What To Know If You’re Dependent On Your Relationship For Happiness After Trauma
Emotions are such a strange and complex entity. They can be our greatest gift, strength, and ability to connect with others — yet they can also be our worst enemy, our downfall and the stealthy dismantling of our mind, of our being and our souls. When we love someone, our emotions tend to become woven through and around them, intertwining and rooting ourselves into their existence in our lives. We can become, in a way, dependent upon that feeling — that feeling of someone filling an emptiness that was once there. This feeling then morphs from a desire into a need, and it is in that space where we can begin to blur the lines of dependency and codependency. If we do not distinguish those lines early enough, the danger of self-destruction looms on the horizon.
Most of us can say that we have been in this place one way or another. We have been in a relationship with someone dependent upon us for their happiness, or we have been that person who has clung onto someone like our life depended on it. I can honestly say that I’ve been both.

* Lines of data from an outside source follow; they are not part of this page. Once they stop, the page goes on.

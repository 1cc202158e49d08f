use super::*;
use crate::consts::{DEFAULT_LENGTH_TOLERANCE, MAX_ABSOLUTE_DIFFERENCE, STRICT_MAX_ABSOLUTE_DIFFERENCE};
use crate::flatten::walk_flat;

use glam::DVec2;

/// Functionality relating to looking up properties of the `Segment` or points along the `Segment`.
impl Segment {
	/// Calculate the point on the curve at parameter `t` using the Bernstein form of the cubic.
	/// Total over all finite `t`; values outside `[0, 1]` extrapolate along the polynomial.
	pub fn evaluate(&self, t: f64) -> DVec2 {
		let t_squared = t * t;
		let one_minus_t = 1. - t;
		let squared_one_minus_t = one_minus_t * one_minus_t;

		squared_one_minus_t * one_minus_t * self.start + 3. * squared_one_minus_t * t * self.handle_start + 3. * one_minus_t * t_squared * self.handle_end + t_squared * t * self.end
	}

	/// The derivative of the cubic at `t`, without normalization.
	pub(crate) fn non_normalized_tangent(&self, t: f64) -> DVec2 {
		let p0 = 3. * (self.handle_start - self.start);
		let p1 = 3. * (self.handle_end - self.handle_start);
		let p2 = 3. * (self.end - self.handle_end);

		let one_minus_t = 1. - t;
		one_minus_t * one_minus_t * p0 + 2. * one_minus_t * t * p1 + t * t * p2
	}

	/// Return a normalized unit vector representing the tangent at the point designated by `t`.
	/// When the derivative vanishes (a handle collapsed onto its endpoint at the ends of the curve),
	/// fall back to the direction toward the far control point, then to the chord.
	pub fn tangent(&self, t: f64) -> DVec2 {
		let mut tangent = self.non_normalized_tangent(t);
		if tangent.length_squared() <= STRICT_MAX_ABSOLUTE_DIFFERENCE {
			tangent = if t < 0.5 { self.handle_end - self.start } else { self.end - self.handle_start };
		}
		if tangent.length_squared() <= STRICT_MAX_ABSOLUTE_DIFFERENCE {
			tangent = self.end - self.start;
		}

		if tangent.length() > 0. {
			tangent.normalize()
		} else {
			tangent
		}
	}

	/// Return a normalized unit vector representing the direction of the normal at the point designated by `t`.
	pub fn normal(&self, t: f64) -> DVec2 {
		self.tangent(t).perp()
	}

	/// Returns the curvature, a scalar value for the derivative at the point `t` along the curve.
	/// Curvature is 1 over the radius of a circle with an equivalent derivative.
	pub fn curvature(&self, t: f64) -> f64 {
		let first_derivative = self.non_normalized_tangent(t);
		let second_derivative = 6. * ((self.handle_end - 2. * self.handle_start + self.start) * (1. - t) + (self.end - 2. * self.handle_end + self.handle_start) * t);

		let numerator = first_derivative.x * second_derivative.y - first_derivative.y * second_derivative.x;
		let denominator = first_derivative.length().powi(3);
		if denominator.abs() < MAX_ABSOLUTE_DIFFERENCE {
			0.
		} else {
			numerator / denominator
		}
	}

	/// Approximate the arc length of the curve by summing the chords of its flat pieces.
	/// A smaller `tolerance` means a closer approximation; the default is [`DEFAULT_LENGTH_TOLERANCE`].
	pub fn length(&self, tolerance: Option<f64>) -> f64 {
		let tolerance = tolerance.unwrap_or(DEFAULT_LENGTH_TOLERANCE);
		let mut total = 0.;
		walk_flat(self, tolerance, &mut |piece, _, _| {
			total += piece.start.distance(piece.end);
			true
		});
		total
	}

	/// Walk `distance` along the arc of the curve from its start and return the point reached, the unit
	/// tangent there, and the curvature there. The distance is clamped to `[0, length]`.
	pub fn point_and_tangent_at_distance(&self, distance: f64, tolerance: Option<f64>) -> (DVec2, DVec2, f64) {
		let tolerance = tolerance.unwrap_or(DEFAULT_LENGTH_TOLERANCE);

		let mut t = 1.;
		let mut point = self.end;
		if distance <= 0. {
			t = 0.;
			point = self.start;
		} else {
			let mut accumulated = 0.;
			walk_flat(self, tolerance, &mut |piece, t_start, t_end| {
				let chord_length = piece.start.distance(piece.end);
				if accumulated + chord_length >= distance && chord_length > 0. {
					// Interpolate on the flat chord itself so the walked distance is exact,
					// and map the fraction back to a parametric t for the tangent
					let fraction = (distance - accumulated) / chord_length;
					point = piece.start.lerp(piece.end, fraction);
					t = t_start + fraction * (t_end - t_start);
					return false;
				}
				accumulated += chord_length;
				true
			});
		}

		(point, self.tangent(t), self.curvature(t))
	}

	/// Returns the `t` value that corresponds to the closest point on the curve to the provided point.
	/// Uses a searching algorithm akin to binary search that can be customized using the [ProjectionOptions] structure.
	pub fn project(&self, point: DVec2, options: Option<ProjectionOptions>) -> f64 {
		let options = options.unwrap_or_default();
		let lut_size = options.lut_size.max(2);

		// Coarse pass over a uniform lookup table
		let mut best_t = 0.;
		let mut best_distance_squared = f64::INFINITY;
		for index in 0..=lut_size {
			let t = index as f64 / lut_size as f64;
			let distance_squared = self.evaluate(t).distance_squared(point);
			if distance_squared < best_distance_squared {
				best_distance_squared = distance_squared;
				best_t = t;
			}
		}

		// Refine around the best sample by repeatedly halving the step
		let mut step = 1. / lut_size as f64;
		let mut iterations = 0;
		let mut converged_iterations = 0;
		while iterations < options.iteration_limit && converged_iterations < options.convergence_limit {
			step /= 2.;
			let previous_best = best_distance_squared;
			for candidate_t in [(best_t - step).max(0.), (best_t + step).min(1.)] {
				let distance_squared = self.evaluate(candidate_t).distance_squared(point);
				if distance_squared < best_distance_squared {
					best_distance_squared = distance_squared;
					best_t = candidate_t;
				}
			}
			if (previous_best - best_distance_squared).abs() < options.convergence_epsilon {
				converged_iterations += 1;
			} else {
				converged_iterations = 0;
			}
			iterations += 1;
		}

		best_t
	}

	/// Project the provided point onto the curve and package the result as a [ClosestPoint].
	pub fn find_closest_point(&self, point: DVec2, options: Option<ProjectionOptions>) -> ClosestPoint {
		let t = self.project(point, options);
		let closest = self.evaluate(t);
		ClosestPoint {
			t,
			point: closest,
			distance: closest.distance(point),
		}
	}
}
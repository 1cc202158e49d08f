use super::*;

use glam::DVec2;

/// Functionality that transforms segments, such as splitting and reversing.
impl Segment {
	/// Returns the pair of segments obtained by splitting the curve at `t`, computed with de Casteljau's algorithm.
	/// The two halves share the split point and together trace the original curve exactly.
	pub fn split(&self, t: f64) -> [Segment; 2] {
		let start_to_handle = self.start.lerp(self.handle_start, t);
		let handle_to_handle = self.handle_start.lerp(self.handle_end, t);
		let handle_to_end = self.handle_end.lerp(self.end, t);

		let first_inner = start_to_handle.lerp(handle_to_handle, t);
		let second_inner = handle_to_handle.lerp(handle_to_end, t);
		let split_point = first_inner.lerp(second_inner, t);

		[
			Segment::new(self.start, start_to_handle, first_inner, split_point),
			Segment::new(split_point, second_inner, handle_to_end, self.end),
		]
	}

	/// Returns the same curve traced in the opposite direction.
	pub fn reverse(&self) -> Segment {
		Segment::new(self.end, self.handle_end, self.handle_start, self.start)
	}

	/// Returns a segment with a transformation applied to each of its four points.
	pub fn apply_transformation(&self, transformation_function: impl Fn(DVec2) -> DVec2) -> Segment {
		Segment::new(
			transformation_function(self.start),
			transformation_function(self.handle_start),
			transformation_function(self.handle_end),
			transformation_function(self.end),
		)
	}

	/// Returns a copy of the segment translated by `translation`.
	pub fn translate(&self, translation: DVec2) -> Segment {
		self.apply_transformation(|point| point + translation)
	}
}
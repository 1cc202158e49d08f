//! Geometry kernel for an interactive 2D vector illustration editor.
//!
//! The crate is built around three layers:
//! - [`Segment`]: an immutable cubic Bezier arc with evaluation, splitting, projection, and intersection math.
//! - [`PathNode`]: an editable vertex (anchor plus optional control handles) with pure copy-with-change edit operations.
//! - [`Path`]: an ordered list of nodes with lazily cached derived geometry, plus hit-testing and marquee queries.
//!
//! All coordinates are `f64` pairs ([`glam::DVec2`]). Tolerances are expressed in device pixels;
//! callers working in document space divide by the current view scale.

#[cfg(test)]
pub(crate) mod compare;

mod consts;
mod flatten;
mod node;
mod path;
mod pick;
mod segment;
mod shapes;
mod utils;

pub use consts::{DEFAULT_FLATNESS, DEFAULT_LENGTH_TOLERANCE, SELECTION_TOLERANCE};
pub use node::{ControlPointType, NodeTuple, PathNode, ReflectionMode};
pub use path::{Path, PathData, PathIter};
pub use pick::{PickResult, PickedElement, SnapFlags};
pub use segment::{ClosestPoint, ProjectionOptions, Segment};
pub use shapes::{line, oval, rectangle, regular_polygon, rounded_rectangle, spiral, star};
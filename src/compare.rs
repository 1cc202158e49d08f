//! Comparison helpers available to tests.

use crate::consts::MAX_ABSOLUTE_DIFFERENCE;
use crate::utils::{dvec2_compare, f64_compare};

use glam::DVec2;

pub fn compare_f64s(f1: f64, f2: f64) -> bool {
	f64_compare(f1, f2, MAX_ABSOLUTE_DIFFERENCE)
}

pub fn compare_points(p1: DVec2, p2: DVec2) -> bool {
	dvec2_compare(p1, p2, MAX_ABSOLUTE_DIFFERENCE).all()
}

pub fn compare_vec_of_points(vec1: &[DVec2], vec2: &[DVec2], max_abs_diff: f64) -> bool {
	vec1.len() == vec2.len() && vec1.iter().zip(vec2.iter()).all(|(&p1, &p2)| dvec2_compare(p1, p2, max_abs_diff).all())
}
use super::*;
use crate::consts::{SELECTION_TOLERANCE, STRICT_MAX_ABSOLUTE_DIFFERENCE};
use crate::path::manipulators::checked_view_scale;

use glam::{DAffine2, DVec2};

/// Functionality that transforms paths, such as affine maps, direction reversal, and scissor splits.
impl Path {
	/// Apply an affine transformation to every node in place.
	pub fn apply_transform(&mut self, transform: DAffine2) {
		for node in &mut self.nodes {
			*node = node.with_transform(transform);
		}
		self.invalidate();
	}

	/// Physically reverse the path: the node order flips and every node swaps its handles.
	/// The traced point set is unchanged. Applying this twice restores the original path.
	pub fn reverse_path_direction(&mut self) {
		self.nodes.reverse();
		for node in &mut self.nodes {
			*node = node.flipped();
		}
		self.invalidate();
	}

	/// Cut the path at the node at `index`.
	/// An open path yields two open paths sharing that anchor; either side may degenerate to a
	/// single node when cutting at an end. A closed path opens up into one path that starts and
	/// ends at the cut anchor. Handles facing the cut are removed; all others are untouched.
	pub fn split_at_node(&self, index: usize) -> Option<(Path, Option<Path>)> {
		if index >= self.nodes.len() || self.len_segments() == 0 {
			return None;
		}

		if self.closed {
			let mut nodes: Vec<PathNode> = (0..=self.nodes.len()).map(|offset| self.nodes[(index + offset) % self.nodes.len()]).collect();
			let last = nodes.len() - 1;
			nodes[0] = nodes[0].chop_in_handle();
			nodes[last] = nodes[last].chop_out_handle();
			return Some((Path::from_nodes(nodes), None));
		}

		let mut left: Vec<PathNode> = self.nodes[..=index].to_vec();
		let mut right: Vec<PathNode> = self.nodes[index..].to_vec();
		let left_last = left.len() - 1;
		left[left_last] = left[left_last].chop_out_handle();
		right[0] = right[0].chop_in_handle();
		Some((Path::from_nodes(left), Some(Path::from_nodes(right))))
	}

	/// Cut the path inside the segment at `segment_index`, at parameter `t`.
	/// The cut point becomes a new endpoint anchor on each resulting side, with handles taken from
	/// the split halves so both sides trace their portion of the original curve exactly.
	/// A `t` at either end of the segment falls back to cutting at the existing node there.
	pub fn split_at(&self, segment_index: usize, t: f64) -> Option<(Path, Option<Path>)> {
		let segment = self.segment(segment_index)?;
		let t = t.clamp(0., 1.);
		if t <= STRICT_MAX_ABSOLUTE_DIFFERENCE {
			return self.split_at_node(segment_index);
		}
		if t >= 1. - STRICT_MAX_ABSOLUTE_DIFFERENCE {
			return self.split_at_node((segment_index + 1) % self.nodes.len());
		}

		let [first, second] = segment.split(t);
		let split_point = first.end;
		let (start_node, end_node) = if segment.is_line_segment() {
			(PathNode::new(split_point), PathNode::new(split_point))
		} else {
			(PathNode::with_out_handle(split_point, second.handle_start), PathNode::with_handles(split_point, split_point, first.handle_end))
		};

		if self.closed {
			// One open path running from the cut, all the way around, and back to the cut
			let mut nodes = vec![start_node];
			for offset in 1..=self.nodes.len() {
				nodes.push(self.nodes[(segment_index + offset) % self.nodes.len()]);
			}
			if !segment.is_line_segment() {
				nodes[1] = nodes[1].with_in_point(second.handle_end);
				let last = nodes.len() - 1;
				nodes[last] = nodes[last].with_out_point(first.handle_start);
			}
			nodes.push(end_node);
			return Some((Path::from_nodes(nodes), None));
		}

		let mut left: Vec<PathNode> = self.nodes[..=segment_index].to_vec();
		let mut right: Vec<PathNode> = self.nodes[segment_index + 1..].to_vec();
		if !segment.is_line_segment() {
			let left_last = left.len() - 1;
			left[left_last] = left[left_last].with_out_point(first.handle_start);
			right[0] = right[0].with_in_point(second.handle_end);
		}
		left.push(end_node);
		right.insert(0, start_node);
		Some((Path::from_nodes(left), Some(Path::from_nodes(right))))
	}

	/// Cut the path at the closest point on it to `point`, within the selection tolerance at the
	/// given view scale. See [`Path::split_at`] for the shape of the result.
	pub fn split_at_point(&self, point: DVec2, view_scale: f64) -> Option<(Path, Option<Path>)> {
		let view_scale = checked_view_scale(view_scale);
		let (segment_index, t) = self.project(point, None)?;
		let closest = self.segment(segment_index)?.evaluate(t);
		if closest.distance(point) > SELECTION_TOLERANCE / view_scale {
			return None;
		}
		self.split_at(segment_index, t)
	}
}
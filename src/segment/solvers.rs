use super::*;
use crate::consts::{MAX_ABSOLUTE_DIFFERENCE, MAX_SUBDIVISION_DEPTH, MIN_SEPARATION_VALUE, STRICT_MAX_ABSOLUTE_DIFFERENCE};
use crate::utils::{f64_approximately_in_range, line_segment_intersects_rectangle, rectangles_overlap_exclusive, rectangles_overlap_inclusive, solve_cubic, solve_quadratic};

use glam::{DMat2, DVec2};

/// Functionality that solve for various curve properties, such as bounds and intersections.
impl Segment {
	/// Returns the `t` values of the interior local extrema for each axis, found where the derivative's
	/// component crosses zero. Endpoints are excluded.
	pub fn local_extrema(&self) -> [Vec<f64>; 2] {
		let d0 = self.handle_start - self.start;
		let d1 = self.handle_end - self.handle_start;
		let d2 = self.end - self.handle_end;

		let a = d0 - 2. * d1 + d2;
		let b = 2. * (d1 - d0);
		let c = d0;

		let discriminant = b * b - 4. * a * c;
		let two_times_a = 2. * a;

		[
			solve_quadratic(discriminant.x, two_times_a.x, b.x, c.x),
			solve_quadratic(discriminant.y, two_times_a.y, b.y, c.y),
		]
		.map(|roots| roots.into_iter().flatten().filter(|&t| t > 0. && t < 1.).collect())
	}

	/// Return the tight axis-aligned bounding box of the curve as `[min_corner, max_corner]`.
	/// The box touches the curve at the endpoints and at interior axis extrema only.
	pub fn bounding_box(&self) -> [DVec2; 2] {
		let mut min_corner = self.start.min(self.end);
		let mut max_corner = self.start.max(self.end);
		for t in self.local_extrema().into_iter().flatten() {
			let point = self.evaluate(t);
			min_corner = min_corner.min(point);
			max_corner = max_corner.max(point);
		}
		[min_corner, max_corner]
	}

	/// Return the loose axis-aligned bounding box enclosing all four control points.
	/// Always contains [`Segment::bounding_box`], and is much cheaper to compute.
	pub fn control_bounds(&self) -> [DVec2; 2] {
		[
			self.start.min(self.handle_start).min(self.handle_end).min(self.end),
			self.start.max(self.handle_start).max(self.handle_end).max(self.end),
		]
	}

	/// Returns true if the control-point bounding box overlaps `rectangle` with positive area.
	/// A quick rejection test; edge-to-edge contact does not count.
	pub fn control_bounds_intersect_rect(&self, rectangle: [DVec2; 2]) -> bool {
		rectangles_overlap_exclusive(self.control_bounds(), rectangle)
	}

	/// Returns true if the tight curve bounding box overlaps `rectangle` with positive area.
	pub fn curve_bounds_intersect_rect(&self, rectangle: [DVec2; 2]) -> bool {
		rectangles_overlap_exclusive(self.bounding_box(), rectangle)
	}

	/// Returns true if the curve itself touches `rectangle`, boundary included.
	/// Subdivides down to flat pieces and tests each chord against the rectangle.
	pub fn intersects_rect(&self, rectangle: [DVec2; 2], tolerance: f64) -> bool {
		fn recurse(segment: &Segment, rectangle: [DVec2; 2], tolerance: f64, depth: usize) -> bool {
			if !rectangles_overlap_inclusive(segment.control_bounds(), rectangle) {
				return false;
			}
			if segment.is_flat(tolerance) || depth >= MAX_SUBDIVISION_DEPTH {
				return line_segment_intersects_rectangle(segment.start, segment.end, rectangle);
			}
			let [left, right] = segment.split(0.5);
			recurse(&left, rectangle, tolerance, depth + 1) || recurse(&right, rectangle, tolerance, depth + 1)
		}
		recurse(self, rectangle, tolerance, 0)
	}

	/// Returns the `t` values at which the curve crosses the line segment from `line_start` to `line_end`, sorted ascending.
	/// The curve is rotated so the line lies along the x-axis, reducing the problem to the roots of a cubic.
	pub fn line_intersections(&self, line_start: DVec2, line_end: DVec2) -> Vec<f64> {
		let direction = line_end - line_start;
		if direction.length_squared() <= STRICT_MAX_ABSOLUTE_DIFFERENCE {
			return Vec::new();
		}

		let rotation = DMat2::from_angle(-direction.y.atan2(direction.x));
		let rotated = self.apply_transformation(|point| rotation * (point - line_start));
		let line_length = direction.length();

		// In the rotated frame the line is y = 0 for x in [0, line_length]
		let [y0, y1, y2, y3] = [rotated.start.y, rotated.handle_start.y, rotated.handle_end.y, rotated.end.y];
		let a = -y0 + 3. * y1 - 3. * y2 + y3;
		let b = 3. * y0 - 6. * y1 + 3. * y2;
		let c = -3. * y0 + 3. * y1;
		let d = y0;

		let mut intersections: Vec<f64> = solve_cubic(a, b, c, d)
			.into_iter()
			.flatten()
			.filter(|&t| f64_approximately_in_range(t, 0., 1., MAX_ABSOLUTE_DIFFERENCE))
			.map(|t| t.clamp(0., 1.))
			.filter(|&t| f64_approximately_in_range(rotated.evaluate(t).x, 0., line_length, MAX_ABSOLUTE_DIFFERENCE))
			.collect();
		intersections.sort_by(|a, b| a.partial_cmp(b).unwrap());
		intersections.dedup_by(|a, b| (*a - *b).abs() < MIN_SEPARATION_VALUE);
		intersections
	}

	/// Returns the first crossing (smallest `t`) of the curve with the provided line segment, if any.
	pub fn line_intersection(&self, line_start: DVec2, line_end: DVec2) -> Option<f64> {
		self.line_intersections(line_start, line_end).into_iter().next()
	}
}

When you come from a broken and tumultuous home, you enter into the real world of adulthood without the slightest clue of what a healthy relationship looks like or feels like. You thrust yourself into the fire with an already unhealthy need for someone else to love you the way you never were in your childhood — whether you consciously realize it or not. In my case, I had no idea. I was 18 and subconsciously searching for someone to love me the way that I never felt loved before — searching for that love that I could create a life and family with to make up for the experience that I never had as a child. I ran into the depths, wild and free, trusting way too much and not realizing how naïve I really was. This, of course, landed me in some unfortunate and downright abusive relationships that shook me to my core.
In my vulnerability, that I was unable to see at the time, I became a prime target for all of the sociopaths and narcissists of the world. They were sharks lurking in the waters of naivety, vulnerability, and inexperience, just waiting for the first whiff of fresh blood, the first bite — that first taste. I all but derailed my entire life in my naivety. I became so woven into the mind games and psychological abuse inflicted upon me in the name of what I thought was “love” simply because I was desperate to be loved at the time. I couldn’t let go, no matter what I was put through, because it was like I was continually trying to prove that I was worthy of being loved, that I could change into something that they wanted — even though I didn’t have to change a damn thing.
But through this, I saw the light and realized what I was doing wrong. I was projecting my own unhealed wounds onto the world and, through that, attracting people who were the living, breathing manifestations of the exact way I felt about myself at the time. But then there are times where we have been on the other side of that and been with someone who just couldn’t let us go, no matter how hard we tried. It’s those times that you try to end what is clearly an unhealthy and toxic relationship for both yourself and the other person. Still, they just can’t let go of the need that they have convinced themselves of and deeply branded into their minds. That experience is heart-wrenching, frightening, and confusing all at once, but at its core, it is supremely unhealthy. If you need anyone more than your own desire to love yourself, without anyone else to do it for you, you are not in a good state of mind and likely on a path to self-destruction. That’s not to say that ending relationships isn’t supposed to hurt. It hurts. But it shouldn’t hurt to the point that you don’t want to live or that you no longer even know who you are when it’s over.
We are all human, blessed with the gift and curse of emotions and ego. In a world full of predators, honoring your feelings and staying true to yourself is a virtue that should never be downplayed or taken for granted. But if we don’t take the time to reflect on our feelings, set standards for what we want, what we need, and what we will accept, these very human things called emotions and ego can take us down a path of horrors that only prolongs us from getting where we need to be.
So what do we do? The answer isn’t so simple. Having been down that path of horrors, having found myself and pulled myself out of the depths, I can say that the best thing that anyone can do is be alone for a while. Don’t jump into a relationship immediately after ending one. Let yourself heal. Let yourself be alone and reflect on the lessons you were meant to learn from that relationship ending. Let yourself realize from your past relationships what it is that you genuinely want and need and what it is that you will accept and will not accept.
Learn to be alone and learn to love and enjoy doing things by yourself. Learn what it is that you actually like to do, not just what you are doing because the person you were with loved it. Take care of yourself and give yourself that space to grow and expand. Realize that any relationship that makes you feel like you couldn’t survive if it ended is not a healthy one and is an urgent warning sign that it is time for you to look within yourself to see what void you are trying to fill with another person. Then, fill that void yourself. You cannot truly love someone fully and completely if you don’t love yourself. And likewise, no one can truly love you if they do not love themselves.